Oren: Well, they thought [making that type of record] was a terrible idea from the beginning. Let’s give them their due. They were very consistent about what they wanted all along. Gary, the guy who ran the label, wanted something that he perceived as Jennifer’s personality as a kind of a frosting on top of a pretty commercial cake. She didn’t want to be frosting, we didn’t want to be frosting, we were trying to make things very real. He wasn’t totally wrong about what works and what doesn’t work but he wasn’t into exploring with us.
Jennifer: He didn’t like the record, essentially. He thought it was too direct, too raw, too uncommercial.
Oren: They used the word “dark” a lot over there, and we never understood what they meant until after we were done working with them. We learned a lot about what they were trying to say by blowing up the relationship. Like, if you take a clock to pieces and it’s exploded all over your floor, you finally know what goes into it. Now we know a lot more about what they wanted all along.
What’s that like, to have the record rejected but to know that they still own it?
Jennifer: I think that when you get in bed with the big boys, you have to take a chance. Of course, it hurts to have something that you made and is a part of your heart and soul be taken from you and be owned by someone else, but an artist does get benefits from being with a major label. What I learned is, it’s not worth it. We had the chance to dilute what we do. They said “You can go and re-do this record and get remixes and have some glossy person do it instead of Steve.”
Oren: And write more upbeat, sexy songs.
Jennifer: And we said no, we didn’t want to change our vision to suit their marketing. I said I would rather have a record not come out than do something that’s not us.
Queen of the Meadow maintains the sounds of Bleed Your Cedar, so your sound hasn’t changed, but obviously years have passed between albums and you haven’t exactly stagnated creatively. How would you say you’ve grown as artists and how does that show up in the new record?
Jennifer: I need to think about that for a minute.

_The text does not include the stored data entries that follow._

//! GeoIP and ASN enrichment through the ip-api.com HTTP API.
use std::time::Duration;

use anyhow::{bail, Context, Result};
use log::debug;
use serde_derive::{Deserialize, Serialize};

use crate::address::resolve_host;

const GEOIP_ENDPOINT: &str = "http://ip-api.com/json";
const GEOIP_FIELDS: &str = "status,message,country,regionName,city,lat,lon,org,as,reverse";
const GEOIP_TIMEOUT: Duration = Duration::from_secs(5);

/// Geolocation and ASN metadata for one address. Produced once per
/// invocation, never mutated.
#[derive(Debug, Clone, Serialize)]
pub struct GeoRecord {
    /// City the address is registered in.
    pub city: String,
    /// Region or state name.
    pub region: String,
    /// Country name.
    pub country: String,
    /// Autonomous system, e.g. "AS15169 Google LLC".
    #[serde(rename = "as")]
    pub asn: String,
    /// Organization owning the address.
    pub org: String,
    /// Reverse DNS hostname of the address, as seen by the provider.
    #[serde(rename = "reverse")]
    pub reverse_hostname: String,
    /// Latitude.
    pub lat: f64,
    /// Longitude.
    pub lon: f64,
}

/// Wire format of the provider response. Every data field is optional on
/// failure responses, hence the defaults.
#[derive(Debug, Deserialize)]
struct ApiResponse {
    status: String,
    #[serde(default)]
    message: String,
    #[serde(default)]
    country: String,
    #[serde(default, rename = "regionName")]
    region_name: String,
    #[serde(default)]
    city: String,
    #[serde(default)]
    lat: f64,
    #[serde(default)]
    lon: f64,
    #[serde(default)]
    org: String,
    #[serde(default, rename = "as")]
    asn: String,
    #[serde(default)]
    reverse: String,
}

/// Looks up GeoIP/ASN metadata for `target`.
///
/// Hostnames are resolved to an IP first; when resolution fails the literal
/// string is handed to the provider as-is and the provider gets to reject
/// it. A provider-side failure (status other than "success") surfaces as an
/// error carrying the provider's message. There are no retries.
pub async fn lookup(target: &str) -> Result<GeoRecord> {
    let ip = resolve_host(target)
        .await
        .map_or_else(|| target.to_owned(), |ip| ip.to_string());
    debug!("GeoIP lookup for {target} using address {ip}");

    let client = reqwest::Client::builder().timeout(GEOIP_TIMEOUT).build()?;
    let url = format!("{GEOIP_ENDPOINT}/{ip}?fields={GEOIP_FIELDS}");

    let response = client
        .get(&url)
        .send()
        .await
        .context("GeoIP request failed")?;
    let body: ApiResponse = response
        .json()
        .await
        .context("GeoIP response was not valid JSON")?;

    into_record(body)
}

fn into_record(body: ApiResponse) -> Result<GeoRecord> {
    if body.status != "success" {
        bail!("lookup failed: {}", body.message);
    }

    Ok(GeoRecord {
        city: body.city,
        region: body.region_name,
        country: body.country,
        asn: body.asn,
        org: body.org,
        reverse_hostname: body.reverse,
        lat: body.lat,
        lon: body.lon,
    })
}
//! Text and JSON rendering with a shared field contract.
//!
//! Every result type renders through [`Report`]. JSON output comes straight
//! from the type's `Serialize` impl; text output is driven by the same field
//! list, so the two modes always show exactly the same set of fields. That
//! symmetry is load-bearing and covered by tests.
use anyhow::Result;
use serde::Serialize;

use crate::geoip::GeoRecord;
use crate::phone::PhoneRecord;
use crate::probe::CheckResult;
use crate::scan::ScanResult;

/// Rendering contract shared by every result kind.
pub trait Report: Serialize {
    /// One-line heading for the text summary.
    fn title(&self) -> String;

    /// Field name/value pairs in output order. Names match the JSON keys;
    /// optional fields appear only when they carry a value, mirroring
    /// `skip_serializing_if` on the struct.
    fn fields(&self) -> Vec<(&'static str, String)>;

    /// Renders as a human-readable summary or as pretty-printed JSON.
    fn render(&self, as_json: bool) -> Result<String> {
        if as_json {
            return Ok(serde_json::to_string_pretty(self)?);
        }

        let mut out = self.title();
        for (name, value) in self.fields() {
            out.push_str(&format!("\n  {name:<12} {value}"));
        }
        Ok(out)
    }
}

impl Report for CheckResult {
    fn title(&self) -> String {
        format!("Check of {} over {}", self.target, self.proto)
    }

    fn fields(&self) -> Vec<(&'static str, String)> {
        let mut fields = vec![
            ("target", self.target.clone()),
            ("proto", self.proto.to_string()),
            ("time", self.time.to_rfc3339()),
            ("up", self.up.to_string()),
        ];
        if let Some(latency) = self.latency_ms {
            fields.push(("latency_ms", latency.to_string()));
        }
        if let Some(status) = self.status {
            fields.push(("status", status.to_string()));
        }
        if let Some(downtime) = &self.downtime {
            fields.push(("downtime", downtime.clone()));
        }
        fields
    }
}

impl Report for ScanResult {
    fn title(&self) -> String {
        format!("Port scan of {}", self.host)
    }

    fn fields(&self) -> Vec<(&'static str, String)> {
        let ports = if self.open_ports.is_empty() {
            String::from("none")
        } else {
            self.open_ports
                .iter()
                .map(ToString::to_string)
                .collect::<Vec<_>>()
                .join(", ")
        };

        vec![("host", self.host.clone()), ("open_ports", ports)]
    }
}

impl Report for GeoRecord {
    fn title(&self) -> String {
        String::from("GeoIP/ASN record")
    }

    fn fields(&self) -> Vec<(&'static str, String)> {
        vec![
            ("city", self.city.clone()),
            ("region", self.region.clone()),
            ("country", self.country.clone()),
            ("as", self.asn.clone()),
            ("org", self.org.clone()),
            ("reverse", self.reverse_hostname.clone()),
            ("lat", self.lat.to_string()),
            ("lon", self.lon.to_string()),
        ]
    }
}

impl Report for PhoneRecord {
    fn title(&self) -> String {
        String::from("Phone number metadata")
    }

    fn fields(&self) -> Vec<(&'static str, String)> {
        vec![
            ("raw_input", self.raw_input.clone()),
            ("e164", self.e164.clone()),
            ("region", self.region.clone()),
            ("type", self.number_type.clone()),
            ("valid", self.valid.to_string()),
        ]
    }
}

#[cfg(test)]
mod tests {
    use super::Report;
    use crate::geoip::GeoRecord;
    use crate::input::Protocol;
    use crate::phone::PhoneRecord;
    use crate::probe::CheckResult;
    use crate::scan::ScanResult;
    use chrono::Utc;
    use std::collections::BTreeSet;

    /// The set of JSON keys must equal the set of text fields.
    fn assert_symmetry<T: Report>(value: &T) {
        let json = serde_json::to_value(value).unwrap();
        let json_keys: BTreeSet<String> = json
            .as_object()
            .expect("reports serialize to objects")
            .keys()
            .cloned()
            .collect();
        let text_fields: BTreeSet<String> = value
            .fields()
            .into_iter()
            .map(|(name, _)| name.to_owned())
            .collect();

        assert_eq!(json_keys, text_fields);
    }

    fn check_result() -> CheckResult {
        CheckResult {
            target: "localhost".to_owned(),
            proto: Protocol::Tcp,
            time: Utc::now(),
            port: 80,
            up: true,
            latency_ms: None,
            status: None,
            downtime: None,
        }
    }

    #[test]
    fn check_result_minimal_symmetry() {
        assert_symmetry(&check_result());
    }

    #[test]
    fn check_result_full_symmetry() {
        let result = CheckResult {
            proto: Protocol::Https,
            latency_ms: Some(12),
            status: Some(200),
            downtime: Some("3s".to_owned()),
            ..check_result()
        };
        assert_symmetry(&result);
    }

    #[test]
    fn scan_result_symmetry() {
        assert_symmetry(&ScanResult {
            host: "localhost".to_owned(),
            open_ports: vec![22, 80, 443],
        });
        assert_symmetry(&ScanResult {
            host: "localhost".to_owned(),
            open_ports: vec![],
        });
    }

    #[test]
    fn geo_record_symmetry() {
        assert_symmetry(&GeoRecord {
            city: "Berlin".to_owned(),
            region: "Berlin".to_owned(),
            country: "Germany".to_owned(),
            asn: "AS3320".to_owned(),
            org: "Example".to_owned(),
            reverse_hostname: "host.example.net".to_owned(),
            lat: 52.52,
            lon: 13.405,
        });
    }

    #[test]
    fn phone_record_symmetry() {
        assert_symmetry(&PhoneRecord {
            raw_input: "+44 20 7183 8750".to_owned(),
            e164: "+442071838750".to_owned(),
            region: "GB".to_owned(),
            number_type: "Fixed line".to_owned(),
            valid: true,
        });
    }

    #[test]
    fn check_result_json_uses_stable_keys() {
        let result = CheckResult {
            latency_ms: Some(3),
            ..check_result()
        };
        let json = serde_json::to_value(&result).unwrap();

        assert_eq!(json["target"], "localhost");
        assert_eq!(json["proto"], "tcp");
        assert_eq!(json["up"], true);
        assert_eq!(json["latency_ms"], 3);
        assert!(json.get("port").is_none());
        assert!(json.get("status").is_none());
        assert!(json["time"].as_str().unwrap().contains('T'));
    }

    #[test]
    fn geo_record_json_uses_provider_key_names() {
        let record = GeoRecord {
            city: String::new(),
            region: String::new(),
            country: String::new(),
            asn: "AS15169".to_owned(),
            org: String::new(),
            reverse_hostname: "dns.google".to_owned(),
            lat: 0.0,
            lon: 0.0,
        };
        let json = serde_json::to_value(&record).unwrap();

        assert_eq!(json["as"], "AS15169");
        assert_eq!(json["reverse"], "dns.google");
    }

    #[test]
    fn text_mode_prints_every_field() {
        let result = CheckResult {
            latency_ms: Some(7),
            status: Some(301),
            ..check_result()
        };
        let text = result.render(false).unwrap();

        assert!(text.contains("target"));
        assert!(text.contains("latency_ms"));
        assert!(text.contains("301"));
    }
}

Oren: I think one thing that’s still on my mind from the last question, and maybe that would help you set up to talk about this one, is the record company and what their expectations were. Looking back on it, I feel like Gary and his expectations were totally cool. When we went in to make the first record they were like, “You guys are great, whatever you’re doing is great.” Then we made it and they spent a lot of money on it and it was the whole music industry shtick. Then after we made the record, they were so far from having recouped – because you know the whole major label thing is such an expensive way of doing stuff, I mean, we made a video, a couple videos, oh my god – the accountant must have been going nuts. Every single band that I know that was signed in the mid-nineties – and there were a lot of them, during the label spending sprees that went on then – they were all having pressure put on them to come up with radio-friendly stuff so they could move product and recoup. Everyone was under tons of pressure and getting dropped right and left, as the nineties drew to an end, and we weren’t any different. I don’t think that there was anything that was really that unreasonable about it.
One of the ways that we grew as artists was by surviving the loss of our parachute. Because we had money to make our lives easier, for awhile there, and now we’ve gotten used to not having it. So that changed things for us, but we learned how to function with less support again. For a moment there, we had a little gravy train and then no gravy train again, and that’s cool. Now we do business with a really great label that just people like us.
My favorite song is “Hearts Are Open Graves,” which sounds like it could be a hit, a single. Your lyrics are very dark and poetic and you have such a gift for turning a phrase, where do you draw your inspiration from?
Jennifer: I guess I draw it from literature and poetry that I read, and people and life, the life that I live, and everything like that. Actually that particular song was a song that we wrote and that we had on the Albini record. We re-recorded it for this record. Our former label had a big problem with that song. They didn’t want a song that had the word “Graves” in the title. We were arguing that this was a single and they said, “Not with those lyrics. Nothing’s going to be on the radio that says ‘graves…’ “[laughs]. You gotta be kidding me.
Oren: “Open Graves” sounds reasonably ghoulish. I think you should talk about how James figured into your creative process. I think you should give him a prop.
Jennifer: Oh, yes, that song – or rather, the lyrics – was inspired by this book called My Dark Places by James Elroy. He wrote The Black Dahlia Murders.
Oren: He’s the guy behind L.A. Confidential actually, if I’m not mistaken.
Jennifer: That book is about the investigation of the murder of his mother, and things like that. It just ended up exploring the ideas about how everybody has these dark secrets and how, to be a truly liberated person, and to be and open person – a person with an open heart – you have to embrace all sides of yourself and others to truly love. You have to go to the dark place, you have to go to the forbidden place and come to terms with it. Everybody has dark shit that haunts them, everyone has skeletons in their closet and it’s about discussing that and not having a judgement there. It’s about saying, “Look, I want to accept you, with all your stuff.”
Well it is a dark song. You’re being very stark with your emotions, and that makes people squirm. But I think you’re right on the mark. “Bend Your Mind” is another funky, sexy, cool song, and it’s fun, not dark.
Jennifer: Yeah. Personally, for me, I don’t feel the songs are depressing, if you really listen to them.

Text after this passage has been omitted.